The laboratory conditions were stable during the measurements: the temperature (20 °C), pressure, and humidity around 38 %. The weather in the field was unfortunately rather bad: the temperature varied between 10 °C and 14 °C, with very high humidity. In both cases, the concentration of BG spores in the field of view of the instrument changed between successive measurements due to sedimentation by gravity and atmospheric turbulences.

Conclusion and discussion

Preliminary results on the detection of bio-aerosols in the atmosphere performed in the laboratory and in the field are presented here. The spectral shapes of differential radiance ΔL of averaged spectra were similar in both cases, and the main maxima caused by the presence of BG spores were around 1000 cm−1. Our observations indicate that it is difficult, but possible to detect bio-aerosol clouds through the use of passive remote sensing by FTIR measurements. At this stage of our work, however, it is difficult to discern any type of biological substance. But we dare to believe that in the nearest future, through the use of refined spectrometric methods, we will be able not only to detect but also to distinguish between various kinds of biological particles and to identify them from their spectra (Ben-David and Ren 2003 and references therein, D’Amico 2005).

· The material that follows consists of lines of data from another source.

//! Centralized constants for the motion layer
//!
//! Breakpoint widths, settle windows, debounce delays and component defaults
//! are defined here to avoid scatter and keep the JS styles in sync.

// =============================================================================
// Media Queries
// =============================================================================

/// Media query matching the reduced-motion accessibility preference
pub const REDUCED_MOTION_QUERY: &str = "(prefers-reduced-motion: reduce)";

// =============================================================================
// Breakpoints (min-width, CSS px)
// =============================================================================

pub const BREAKPOINT_SM_PX: f64 = 640.0;
pub const BREAKPOINT_MD_PX: f64 = 768.0;
pub const BREAKPOINT_LG_PX: f64 = 1024.0;
pub const BREAKPOINT_XL_PX: f64 = 1280.0;
pub const BREAKPOINT_2XL_PX: f64 = 1536.0;

// =============================================================================
// Intersection
// =============================================================================

/// Default root margin for plain visibility observation
pub const DEFAULT_ROOT_MARGIN: &str = "0%";

/// Default visible ratio for reveal animations
pub const REVEAL_THRESHOLD: f64 = 0.2;

/// Default root margin for reveal animations (trigger 50px before the bottom edge)
pub const REVEAL_ROOT_MARGIN: &str = "0px 0px -50px 0px";

/// Settle window between `Visible` and `Settled` (ms)
pub const REVEAL_SETTLE_MS: u32 = 100;

// =============================================================================
// Route Transitions
// =============================================================================

/// Debounce before the entering route fades in (ms)
pub const ROUTE_ENTER_DEBOUNCE_MS: u32 = 10;

/// Duration of the fade-in, matches the CSS `duration-300` class (ms)
pub const ROUTE_ENTER_DURATION_MS: u32 = 300;

// =============================================================================
// Scroll Indicator
// =============================================================================

pub const SCROLL_INDICATOR_COLOR: &str = "#F59E0B";
pub const SCROLL_INDICATOR_HEIGHT_PX: u32 = 3;
pub const SCROLL_INDICATOR_Z_INDEX: i32 = 50;

// =============================================================================
// Count-up / Stagger
// =============================================================================

pub const COUNT_UP_DURATION_MS: f64 = 2000.0;
pub const COUNT_UP_SEPARATOR: &str = ",";

/// Delay between consecutive children of a staggered group (ms)
pub const STAGGER_STEP_MS: u32 = 100;

// =============================================================================
// Gestures
// =============================================================================

pub const SWIPE_MIN_DISTANCE_PX: f64 = 50.0;
pub const SWIPE_MAX_TIME_MS: f64 = 300.0;
//! Frame clock

/// One forwarded animation frame
#[derive(Clone, Copy, Debug, PartialEq)]
pub struct FrameTick {
    /// Frame timestamp (ms, host clock)
    pub timestamp: f64,
    /// Time since the previous frame (ms)
    pub delta: f64,
}

/// Baseline tracker for a frame loop
///
/// The first tick after creation or `reset` only establishes the baseline,
/// so consumers never see an undefined or huge initial delta.
#[derive(Clone, Copy, Debug, Default, PartialEq)]
pub struct FrameClock {
    previous: Option<f64>,
}

impl FrameClock {
    pub const fn new() -> Self {
        Self { previous: None }
    }

    /// Record a frame; returns the tick to forward, if any
    pub fn tick(&mut self, timestamp: f64) -> Option<FrameTick> {
        self.previous.replace(timestamp).map(|previous| FrameTick {
            timestamp,
            delta: timestamp - previous,
        })
    }

    /// Drop the baseline
    pub fn reset(&mut self) {
        self.previous = None;
    }

    #[inline]
    pub fn is_primed(&self) -> bool {
        self.previous.is_some()
    }
}
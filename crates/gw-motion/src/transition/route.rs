//! Route fade transition machine

use serde::Serialize;

/// Transition state of the routed subtree
#[derive(Clone, Debug, PartialEq, Eq, Serialize)]
#[serde(tag = "phase", rename_all = "camelCase")]
pub enum RouteTransitionState {
    /// New route mounted with the exit style (opacity 0)
    Exiting { from: Option<String>, to: String },
    /// Enter style applied (opacity 1), fade running
    Entering { path: String },
    /// Fade finished
    Visible { path: String },
}

impl RouteTransitionState {
    /// Path this state belongs to (the destination while exiting)
    pub fn path(&self) -> &str {
        match self {
            RouteTransitionState::Exiting { to, .. } => to,
            RouteTransitionState::Entering { path } | RouteTransitionState::Visible { path } => {
                path
            }
        }
    }

    pub fn opacity(&self) -> f32 {
        match self {
            RouteTransitionState::Exiting { .. } => 0.0,
            _ => 1.0,
        }
    }
}

/// Route transition machine
///
/// Every `navigate` bumps the generation. `enter`/`settle` carry the
/// generation their timer was scheduled for and are rejected when stale, so a
/// late timer from a superseded navigation can never overwrite a newer one.
#[derive(Clone, Debug, Default)]
pub struct RouteTransition {
    state: Option<RouteTransitionState>,
    generation: u64,
}

impl RouteTransition {
    pub fn new() -> Self {
        Self::default()
    }

    #[inline]
    pub fn state(&self) -> Option<&RouteTransitionState> {
        self.state.as_ref()
    }

    #[inline]
    pub fn generation(&self) -> u64 {
        self.generation
    }

    /// Opacity of the routed subtree (0 before the first route)
    pub fn opacity(&self) -> f32 {
        self.state.as_ref().map_or(0.0, RouteTransitionState::opacity)
    }

    /// Start a transition to `path`
    ///
    /// Returns the new generation, or `None` if `path` is already current.
    pub fn navigate(&mut self, path: &str) -> Option<u64> {
        let from = match &self.state {
            Some(state) if state.path() == path => return None,
            Some(state) => Some(state.path().to_string()),
            None => None,
        };
        self.generation += 1;
        self.state = Some(RouteTransitionState::Exiting {
            from,
            to: path.to_string(),
        });
        Some(self.generation)
    }

    /// Debounce elapsed: Exiting -> Entering
    pub fn enter(&mut self, generation: u64) -> bool {
        if generation != self.generation {
            return false;
        }
        match self.state.take() {
            Some(RouteTransitionState::Exiting { to, .. }) => {
                self.state = Some(RouteTransitionState::Entering { path: to });
                true
            }
            other => {
                self.state = other;
                false
            }
        }
    }

    /// Fade finished: Entering -> Visible
    pub fn settle(&mut self, generation: u64) -> bool {
        if generation != self.generation {
            return false;
        }
        match self.state.take() {
            Some(RouteTransitionState::Entering { path }) => {
                self.state = Some(RouteTransitionState::Visible { path });
                true
            }
            other => {
                self.state = other;
                false
            }
        }
    }
}

#[cfg(test)]
mod tests {
    use super::*;

    #[test]
    fn test_initial_route() {
        let mut route = RouteTransition::new();
        assert_eq!(route.opacity(), 0.0);

        let generation = route.navigate("/").unwrap();
        assert_eq!(
            route.state(),
            Some(&RouteTransitionState::Exiting {
                from: None,
                to: "/".to_string()
            })
        );

        assert!(route.enter(generation));
        assert_eq!(route.opacity(), 1.0);
        assert!(route.settle(generation));
        assert_eq!(
            route.state(),
            Some(&RouteTransitionState::Visible {
                path: "/".to_string()
            })
        );
    }

    #[test]
    fn test_navigation_passes_through_exiting() {
        let mut route = RouteTransition::new();
        let g = route.navigate("/a").unwrap();
        route.enter(g);
        route.settle(g);

        let g = route.navigate("/b").unwrap();
        assert_eq!(
            route.state(),
            Some(&RouteTransitionState::Exiting {
                from: Some("/a".to_string()),
                to: "/b".to_string()
            })
        );
        assert_eq!(route.opacity(), 0.0);
        assert!(route.enter(g));
        assert_eq!(route.state().map(|s| s.path()), Some("/b"));
    }

    #[test]
    fn test_stale_generation_is_rejected() {
        let mut route = RouteTransition::new();
        let g_a = route.navigate("/a").unwrap();
        route.enter(g_a);
        route.settle(g_a);

        let g_b = route.navigate("/b").unwrap();
        let g_c = route.navigate("/c").unwrap();

        // /b's debounce fires late
        assert!(!route.enter(g_b));
        assert!(!route.settle(g_b));
        assert_eq!(
            route.state(),
            Some(&RouteTransitionState::Exiting {
                from: Some("/b".to_string()),
                to: "/c".to_string()
            })
        );

        assert!(route.enter(g_c));
        assert!(route.settle(g_c));
        assert_eq!(route.state().map(|s| s.path()), Some("/c"));
    }

    #[test]
    fn test_same_path_is_noop() {
        let mut route = RouteTransition::new();
        let g = route.navigate("/a").unwrap();
        assert_eq!(route.navigate("/a"), None);
        assert_eq!(route.generation(), g);
    }

    #[test]
    fn test_steps_require_matching_state() {
        let mut route = RouteTransition::new();
        let g = route.navigate("/a").unwrap();
        // settle before enter
        assert!(!route.settle(g));
        assert!(route.enter(g));
        assert!(!route.enter(g));
    }

    #[test]
    fn test_state_json() {
        let state = RouteTransitionState::Entering {
            path: "/services".to_string(),
        };
        assert_eq!(
            serde_json::to_string(&state).unwrap(),
            r#"{"phase":"entering","path":"/services"}"#
        );
    }
}
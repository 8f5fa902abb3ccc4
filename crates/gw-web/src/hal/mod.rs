//! Browser HAL implementation
//!
//! Implements the ambient signal HAL over `web-sys`. Every subscription keeps
//! its JS closure alive in a map keyed by the handle it returned; releasing
//! the handle removes the browser listener and drops the closure.
//!
//! Frame and timer closures remove their own entry when they fire, so a
//! fired handle is simply unknown to later `cancel_frame`/`clear_timeout`
//! calls.

use std::cell::{Cell, RefCell};
use std::collections::HashMap;
use std::rc::Rc;

use gw_hal::{
    FrameCallback, FrameHandle, Hal, HalError, IntersectionRequest, Listener, ScrollMetrics,
    SubscriptionId, TimerCallback, TimerHandle,
};
use wasm_bindgen::prelude::*;
use wasm_bindgen::JsCast;
use web_sys::{
    Element, Event, EventTarget, IntersectionObserver, IntersectionObserverEntry,
    IntersectionObserverInit, Window,
};

use crate::util::log;

mod subscription;

use subscription::WebSubscription;

type FrameMap = RefCell<HashMap<u32, (i32, Closure<dyn FnMut(f64)>)>>;
type TimerMap = RefCell<HashMap<u32, (i32, Closure<dyn FnMut()>)>>;

thread_local! {
    static SHARED: Rc<WebHal> = Rc::new(WebHal::new());
}

/// The page-wide HAL instance shared by every handle
pub fn shared_hal() -> Rc<WebHal> {
    SHARED.with(Rc::clone)
}

fn window() -> Result<Window, HalError> {
    web_sys::window().ok_or(HalError::Unavailable)
}

/// WASM HAL implementation
///
/// Runs on the browser main thread; all callbacks are delivered by the
/// browser event loop.
pub struct WebHal {
    /// Next handle to assign (shared by all handle kinds)
    next_id: Cell<u32>,
    /// Live subscriptions: handle -> listener/observer and its closure
    subscriptions: RefCell<HashMap<u32, WebSubscription>>,
    /// Pending frames: handle -> (browser request id, closure)
    frames: Rc<FrameMap>,
    /// Pending timeouts: handle -> (browser timer id, closure)
    timers: Rc<TimerMap>,
}

impl WebHal {
    /// Create a new browser HAL
    pub fn new() -> Self {
        Self {
            next_id: Cell::new(1),
            subscriptions: RefCell::new(HashMap::new()),
            frames: Rc::new(RefCell::new(HashMap::new())),
            timers: Rc::new(RefCell::new(HashMap::new())),
        }
    }

    fn next_id(&self) -> u32 {
        let id = self.next_id.get();
        self.next_id.set(id.wrapping_add(1).max(1));
        id
    }

    fn register(&self, subscription: WebSubscription) -> SubscriptionId {
        let id = self.next_id();
        self.subscriptions.borrow_mut().insert(id, subscription);
        SubscriptionId(id)
    }

    /// Attach an event listener and keep it registered under a new handle
    fn listen(
        &self,
        target: EventTarget,
        event: &'static str,
        handler: impl FnMut(Event) + 'static,
    ) -> Result<SubscriptionId, HalError> {
        let closure = Closure::wrap(Box::new(handler) as Box<dyn FnMut(Event)>);
        target
            .add_event_listener_with_callback(event, closure.as_ref().unchecked_ref())
            .map_err(|e| {
                log(&format!("[web-hal] Failed to listen for '{}': {:?}", event, e));
                HalError::ObserverFailed
            })?;
        Ok(self.register(WebSubscription::Listener {
            target,
            event,
            closure,
        }))
    }

    /// Number of live subscriptions
    pub fn subscription_count(&self) -> usize {
        self.subscriptions.borrow().len()
    }

    /// Number of pending frames and timeouts
    pub fn pending_callbacks(&self) -> usize {
        self.frames.borrow().len() + self.timers.borrow().len()
    }
}

impl Default for WebHal {
    fn default() -> Self {
        Self::new()
    }
}

impl Hal for WebHal {
    type Element = Element;

    fn match_media(&self, query: &str) -> Result<bool, HalError> {
        let list = window()?
            .match_media(query)
            .map_err(|_| HalError::InvalidArgument)?
            .ok_or(HalError::NotSupported)?;
        Ok(list.matches())
    }

    fn watch_media(&self, query: &str, listener: Listener<bool>) -> Result<SubscriptionId, HalError> {
        let list = window()?
            .match_media(query)
            .map_err(|_| HalError::InvalidArgument)?
            .ok_or(HalError::NotSupported)?;
        let reader = list.clone();
        self.listen(list.into(), "change", move |_| listener(reader.matches()))
    }

    fn viewport_width(&self) -> Result<f64, HalError> {
        window()?
            .inner_width()
            .ok()
            .and_then(|width| width.as_f64())
            .ok_or(HalError::Unavailable)
    }

    fn watch_resize(&self, listener: Listener<f64>) -> Result<SubscriptionId, HalError> {
        let window = window()?;
        let reader = window.clone();
        self.listen(window.into(), "resize", move |_| {
            if let Some(width) = reader.inner_width().ok().and_then(|w| w.as_f64()) {
                listener(width);
            }
        })
    }

    fn observe_intersection(
        &self,
        target: &Element,
        request: IntersectionRequest<'_, Element>,
        listener: Listener<bool>,
    ) -> Result<SubscriptionId, HalError> {
        let window = window()?;
        let supported = js_sys::Reflect::has(&window, &JsValue::from_str("IntersectionObserver"))
            .unwrap_or(false);
        if !supported {
            return Err(HalError::NotSupported);
        }

        let closure = Closure::wrap(Box::new(
            move |entries: js_sys::Array, _observer: IntersectionObserver| {
                for entry in entries.iter() {
                    let entry: IntersectionObserverEntry = entry.unchecked_into();
                    listener(entry.is_intersecting());
                }
            },
        )
            as Box<dyn FnMut(js_sys::Array, IntersectionObserver)>);

        let thresholds: js_sys::Array = request
            .thresholds
            .iter()
            .map(|t| JsValue::from_f64(*t))
            .collect();
        let init = IntersectionObserverInit::new();
        init.set_threshold(&thresholds);
        init.set_root_margin(request.root_margin);
        if let Some(root) = request.root {
            init.set_root(Some(root.unchecked_ref::<web_sys::Element>()));
        }

        let observer =
            IntersectionObserver::new_with_options(closure.as_ref().unchecked_ref(), &init)
                .map_err(|e| {
                    log(&format!("[web-hal] IntersectionObserver rejected options: {:?}", e));
                    HalError::InvalidArgument
                })?;
        observer.observe(target);

        Ok(self.register(WebSubscription::Intersection {
            observer,
            _closure: closure,
        }))
    }

    fn scroll_metrics(&self, container: Option<&Element>) -> Result<ScrollMetrics, HalError> {
        let element = match container {
            Some(element) => element.clone(),
            None => window()?
                .document()
                .and_then(|doc| doc.document_element())
                .ok_or(HalError::Unavailable)?,
        };
        Ok(ScrollMetrics::new(
            f64::from(element.scroll_top()),
            f64::from(element.scroll_height()),
            f64::from(element.client_height()),
        ))
    }

    fn watch_scroll(
        &self,
        container: Option<&Element>,
        listener: Listener<()>,
    ) -> Result<SubscriptionId, HalError> {
        let target: EventTarget = match container {
            Some(element) => element.clone().into(),
            None => window()?.into(),
        };
        self.listen(target, "scroll", move |_| listener(()))
    }

    fn current_path(&self) -> Result<String, HalError> {
        window()?
            .location()
            .pathname()
            .map_err(|_| HalError::Unavailable)
    }

    fn watch_route(&self, listener: Listener<String>) -> Result<SubscriptionId, HalError> {
        let window = window()?;
        let location = window.location();
        self.listen(window.into(), "popstate", move |_| {
            if let Ok(path) = location.pathname() {
                listener(path);
            }
        })
    }

    fn unsubscribe(&self, id: SubscriptionId) {
        let removed = self.subscriptions.borrow_mut().remove(&id.0);
        if let Some(subscription) = removed {
            subscription.dispose();
        }
    }

    fn request_frame(&self, callback: FrameCallback) -> Result<FrameHandle, HalError> {
        let window = window()?;
        let id = self.next_id();
        let frames = Rc::downgrade(&self.frames);
        let closure = Closure::once(move |timestamp: f64| {
            let entry = frames.upgrade().and_then(|f| f.borrow_mut().remove(&id));
            callback(timestamp);
            drop(entry);
        });
        let request_id = window
            .request_animation_frame(closure.as_ref().unchecked_ref())
            .map_err(|e| {
                log(&format!("[web-hal] requestAnimationFrame failed: {:?}", e));
                HalError::SchedulingFailed
            })?;
        self.frames.borrow_mut().insert(id, (request_id, closure));
        Ok(FrameHandle(id))
    }

    fn cancel_frame(&self, handle: FrameHandle) {
        let removed = self.frames.borrow_mut().remove(&handle.0);
        if let (Some((request_id, _closure)), Ok(window)) = (removed, window()) {
            let _ = window.cancel_animation_frame(request_id);
        }
    }

    fn set_timeout(&self, delay_ms: u32, callback: TimerCallback) -> Result<TimerHandle, HalError> {
        let window = window()?;
        let id = self.next_id();
        let timers = Rc::downgrade(&self.timers);
        let closure = Closure::once(move || {
            let entry = timers.upgrade().and_then(|t| t.borrow_mut().remove(&id));
            callback();
            drop(entry);
        });
        let timeout = i32::try_from(delay_ms).unwrap_or(i32::MAX);
        let timer_id = window
            .set_timeout_with_callback_and_timeout_and_arguments_0(
                closure.as_ref().unchecked_ref(),
                timeout,
            )
            .map_err(|e| {
                log(&format!("[web-hal] setTimeout failed: {:?}", e));
                HalError::SchedulingFailed
            })?;
        self.timers.borrow_mut().insert(id, (timer_id, closure));
        Ok(TimerHandle(id))
    }

    fn clear_timeout(&self, handle: TimerHandle) {
        let removed = self.timers.borrow_mut().remove(&handle.0);
        if let (Some((timer_id, _closure)), Ok(window)) = (removed, window()) {
            window.clear_timeout_with_handle(timer_id);
        }
    }

    fn now_ms(&self) -> f64 {
        web_sys::window()
            .and_then(|w| w.performance())
            .map(|p| p.now())
            .unwrap_or_else(js_sys::Date::now)
    }

    fn debug_write(&self, msg: &str) {
        log(msg);
    }
}
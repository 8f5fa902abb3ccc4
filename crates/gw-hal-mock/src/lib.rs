//! Mock HAL implementation for testing Groundwork motion controllers
//!
//! This provides a mock implementation of the HAL trait that can be used
//! for testing controllers without a browser. Nothing happens on its own:
//! tests drive resizes, scrolls, intersections, route changes, frames and
//! timer expiry explicitly, and can inspect which subscriptions are live.

#![no_std]
extern crate alloc;

use alloc::collections::BTreeMap;
use alloc::format;
use alloc::rc::Rc;
use alloc::string::String;
use alloc::vec::Vec;
use core::cell::{Cell, RefCell};
use gw_hal::{
    FrameCallback, FrameHandle, Hal, HalError, IntersectionRequest, Listener, ScrollMetrics,
    SubscriptionId, TimerCallback, TimerHandle,
};

/// Element handle used by the mock host
#[derive(Clone, Copy, Debug, PartialEq, Eq, PartialOrd, Ord, Hash)]
pub struct MockElement(pub u32);

/// Live subscription registered with the mock host
enum MockSubscription {
    Media {
        query: String,
        listener: Listener<bool>,
    },
    Resize(Listener<f64>),
    Intersection {
        target: MockElement,
        thresholds: Vec<f64>,
        root: Option<MockElement>,
        root_margin: String,
        listener: Listener<bool>,
    },
    Scroll {
        container: Option<MockElement>,
        listener: Listener<()>,
    },
    Route(Listener<String>),
}

/// Pending timeout (deadline in ms, callback)
struct MockTimer {
    deadline: f64,
    callback: TimerCallback,
}

/// Mock HAL for unit testing
///
/// Provides simulated time, media queries, viewport, scroll, intersection,
/// routing and scheduling for testing controller logic without a browser.
pub struct MockHal {
    /// Simulated time in milliseconds
    time: Cell<f64>,
    /// Captured debug messages
    debug_log: RefCell<Vec<String>>,
    /// Next handle to assign (shared by all handle kinds)
    next_id: Cell<u32>,
    /// Media query match states
    media: RefCell<BTreeMap<String, bool>>,
    /// Whether `matchMedia` exists
    media_supported: Cell<bool>,
    /// Whether `IntersectionObserver` exists
    intersection_supported: Cell<bool>,
    /// Viewport width (`None` = no window)
    width: Cell<Option<f64>>,
    /// Document scroll metrics
    document_scroll: Cell<ScrollMetrics>,
    /// Container scroll metrics
    container_scroll: RefCell<BTreeMap<MockElement, ScrollMetrics>>,
    /// Current route path
    path: RefCell<String>,
    /// Live subscriptions
    subscriptions: RefCell<BTreeMap<u32, MockSubscription>>,
    /// Pending frame requests (in request order)
    frames: RefCell<BTreeMap<u32, FrameCallback>>,
    /// Pending timeouts
    timers: RefCell<BTreeMap<u32, MockTimer>>,
}
//! Viewport breakpoint handle

use gw_motion::Breakpoint;
use gw_observers::{BreakpointTracker, Lifecycle};
use wasm_bindgen::prelude::*;

use crate::hal::{shared_hal, WebHal};
use crate::util::{invoke, to_json};

#[wasm_bindgen]
pub struct Breakpoints {
    tracker: BreakpointTracker<WebHal>,
}

#[wasm_bindgen]
impl Breakpoints {
    #[wasm_bindgen(constructor)]
    pub fn new() -> Self {
        Self {
            tracker: BreakpointTracker::new(shared_hal()),
        }
    }

    pub fn mount(&mut self) {
        self.tracker.mount();
    }

    pub fn unmount(&mut self) {
        self.tracker.unmount();
    }

    #[wasm_bindgen(getter = isMounted)]
    pub fn is_mounted(&self) -> bool {
        self.tracker.is_mounted()
    }

    /// Current tier name (`"xs"` .. `"2xl"`)
    #[wasm_bindgen(getter)]
    pub fn breakpoint(&self) -> String {
        self.tracker.breakpoint().name().to_string()
    }

    /// Whether the viewport is at least `name`; unknown names are rejected
    #[wasm_bindgen(js_name = isBreakpoint)]
    pub fn is_breakpoint(&self, name: &str) -> Result<bool, JsValue> {
        let bp = Breakpoint::from_name(name)
            .ok_or_else(|| JsValue::from_str(&format!("Unknown breakpoint: {}", name)))?;
        Ok(self.tracker.is_breakpoint(bp))
    }

    #[wasm_bindgen(getter = isMobile)]
    pub fn is_mobile(&self) -> bool {
        self.tracker.is_mobile()
    }

    #[wasm_bindgen(getter = isTablet)]
    pub fn is_tablet(&self) -> bool {
        self.tracker.is_tablet()
    }

    #[wasm_bindgen(getter = isDesktop)]
    pub fn is_desktop(&self) -> bool {
        self.tracker.is_desktop()
    }

    /// `{ "breakpoint", "isMobile", "isTablet", "isDesktop", ... }`
    pub fn snapshot(&self) -> String {
        to_json(&self.tracker.snapshot())
    }

    /// `callback(snapshotJson: string)`
    #[wasm_bindgen(js_name = onChange)]
    pub fn on_change(&self, callback: js_sys::Function) {
        self.tracker.on_change(move |snapshot| {
            invoke(&callback, &JsValue::from_str(&to_json(snapshot)));
        });
    }
}

impl Default for Breakpoints {
    fn default() -> Self {
        Self::new()
    }
}
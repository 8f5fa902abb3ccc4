//! Transition state machines and easing
//!
//! - `reveal`: Hidden -> PendingVisible -> Visible -> Settled entrance machine
//! - `route`: Exiting -> Entering -> Visible route fade machine
//! - `easing`: Easing curves for frame-driven animations

mod easing;
mod reveal;
mod route;

pub use easing::{ease_in_cubic, ease_in_out, ease_out_cubic, linear, Easing};
pub use reveal::{RevealEvent, RevealMachine, RevealOptions, RevealPhase, RevealSnapshot};
pub use route::{RouteTransition, RouteTransitionState};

We continue our theoretical and laboratory work, and will continue it into the future. The radiometric calibration of the measurements will be repeated. But a larger collection of datasets is needed. During the next two years we will perform new tests, in the laboratory as well as in an open-air environment during various seasons, under differing weather conditions, and varying geometries of the measurements (the sensors will be positioned to view the releases at longer ranges), also with natural aerosols, kaolin dust and new biological materials. A new advanced method of spectral analysis will be also elaborated.

We consider the work presented here as the first step of our preparation for remote search of bio-substances in the atmospheres of planets during future planetary missions to Mars and Venus. The Earth’s environment is a good proving ground in this case.